El sistema liberal, que tantos bienes ha producido a la humanidad, pero a la que igualmente ha llevado a unos cuantos callejones sin salida, se encuentra en una profunda crisis; política, social y moral. Las raíces de esta crisis vienen de lejos, desde los orígenes de su hegemonía en occidente, a partir de la Revolución francesa y el auge cultural de los movimientos ilustrados. En el siglo XIX encontró profundas reticencias en los movimientos tradicionalistas y reaccionarios, encarnados en el romántico ideal de nación. En el siglo XX el fascismo devastó un sistema resquebrajado por el auge del nacionalismo, las secuelas de la Primera Guerra Mundial y las crisis económicas del capitalismo, pero tras la Segunda Guerra Mundial, parecía que los sistemas liberales entraban en un periodo de estabilidad que prometía tiempos felices, especialmente con el auge del Estado de Bienestar en Europa occidental y el establecimiento de un sistema bipartidista que procuraba estabilidad. Un liberalismo democrático que oscilaba entre más liberalismo económico o más bienestar y protección social, pero con un sistema político relativamente estable y unas libertades democráticas consolidadas. Todo ello ha entrado recientemente en ebullición, con crisis de legitimidades del sistema liberal democrático, incremento del autoritarismo y la xenofobia, y el sistema bipartidista saltando en pedazos. A la cocción se añade auges desaforados de nacionalismo y semillas de movimientos fascistas que crecen en popularidad vertiginosamente. Todo ello acompañado de líderes políticos desquiciados, y un desconcierto moral que se encuentra en el origen de una desorientación social inédita en tiempos contemporáneos.
La naturaleza del ser humano es tribal, comunitaria, en sus genes ancestrales se encuentra grabado a fuego la necesidad de otros para sobrevivir. Necesitamos identificarnos con otros con los que compartimos hábitat para dotarnos de un sentido, ante la incapacidad de encontrar uno propio, y para protegernos, de nosotros mismos y de los demás
La naturaleza del ser humano es tribal, comunitaria, en sus genes ancestrales se encuentra grabado a fuego la necesidad de otros para sobrevivir.
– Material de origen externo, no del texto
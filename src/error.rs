//! Error taxonomy shared by the key manager, vault, matchers and stream session.

use serde::Serialize;
use std::io;
use std::path::PathBuf;
use thiserror::Error;

pub type Result<T> = std::result::Result<T, BiometricError>;

#[derive(Error, Debug)]
pub enum BiometricError {
    /// Missing key or template
    #[error("Not found: {}", .0.display())]
    NotFound(PathBuf),

    /// Authentication tag did not verify (tampering or wrong key)
    #[error("Integrity check failed: {0}")]
    Integrity(String),

    /// Malformed stored key, template encoding or audio container
    #[error("Invalid format: {0}")]
    Format(String),

    /// Empty or degenerate extracted features
    #[error("Processing failed: {0}")]
    Processing(String),

    /// Key or template storage cannot be written, or exists but cannot be read
    #[error("Storage error: {0}")]
    Storage(String),

    /// Capture resource unavailable
    #[error("Capture device error: {0}")]
    Device(String),

    /// Refused to overwrite key material
    #[error("Key already exists: {}", .0.display())]
    KeyExists(PathBuf),

    #[error("Invalid configuration: {0}")]
    InvalidConfig(String),
}

/// Coarse error category, safe to hand to a presentation layer
#[derive(Debug, Clone, Copy, PartialEq, Eq, Serialize)]
#[serde(rename_all = "snake_case")]
pub enum ErrorKind {
    NotFound,
    Integrity,
    Format,
    Processing,
    Storage,
    Device,
    KeyExists,
    InvalidConfig,
}

impl BiometricError {
    pub fn kind(&self) -> ErrorKind {
        match self {
            BiometricError::NotFound(_) => ErrorKind::NotFound,
            BiometricError::Integrity(_) => ErrorKind::Integrity,
            BiometricError::Format(_) => ErrorKind::Format,
            BiometricError::Processing(_) => ErrorKind::Processing,
            BiometricError::Storage(_) => ErrorKind::Storage,
            BiometricError::Device(_) => ErrorKind::Device,
            BiometricError::KeyExists(_) => ErrorKind::KeyExists,
            BiometricError::InvalidConfig(_) => ErrorKind::InvalidConfig,
        }
    }

    /// Map an I/O failure on `path`. Absence is `NotFound`; any other read or
    /// write failure is `Storage`, never `Format`, since the bytes were not seen.
    pub fn from_io(err: io::Error, path: impl Into<PathBuf>) -> Self {
        let path = path.into();
        match err.kind() {
            io::ErrorKind::NotFound => BiometricError::NotFound(path),
            _ => BiometricError::Storage(format!("{}: {}", path.display(), err)),
        }
    }
}

impl From<hound::Error> for BiometricError {
    fn from(err: hound::Error) -> Self {
        match err {
            hound::Error::IoError(e) => BiometricError::Format(format!("audio read failed: {}", e)),
            other => BiometricError::Format(format!("audio container: {}", other)),
        }
    }
}
// ABOUTME: Deployment orchestration using the type state pattern.
// ABOUTME: Tunnel activation is only reachable through a stable health gate.

mod deployment;
mod error;
mod report;
mod state;
mod transitions;

pub use deployment::Deployment;
pub use error::{DeployError, DeployErrorKind};
pub use report::{DeployReport, RouteRecord};
pub use state::{Activated, DnsRouted, Initialized, Stable, StackStarted};
pub use transitions::TransitionResult;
Necesitamos identificarnos con otros con los que compartimos hábitat para dotarnos de un sentido, ante la incapacidad de encontrar uno propio, y para protegernos, de nosotros mismos y de los demás. Somos animales tribales, y como tales desde nuestro nacimiento como especie nos hemos apoyado mutuamente. En la prehistoria los yacimientos arqueológicos nos han mostrado como existía esa solidaridad y esa protección, donde los fuertes cuidaban de los débiles, incluidos los ancianos, que poco o nada podían aportar ya, más allá del apreciado valor de la experiencia, y del respeto por su contribución a la supervivencia de la tribu. Miles de años después, la maduración de la civilización que ha acompañado la creación de los Estados, no ha borrado la huella cultural y la añoranza de esa necesidad de refugio.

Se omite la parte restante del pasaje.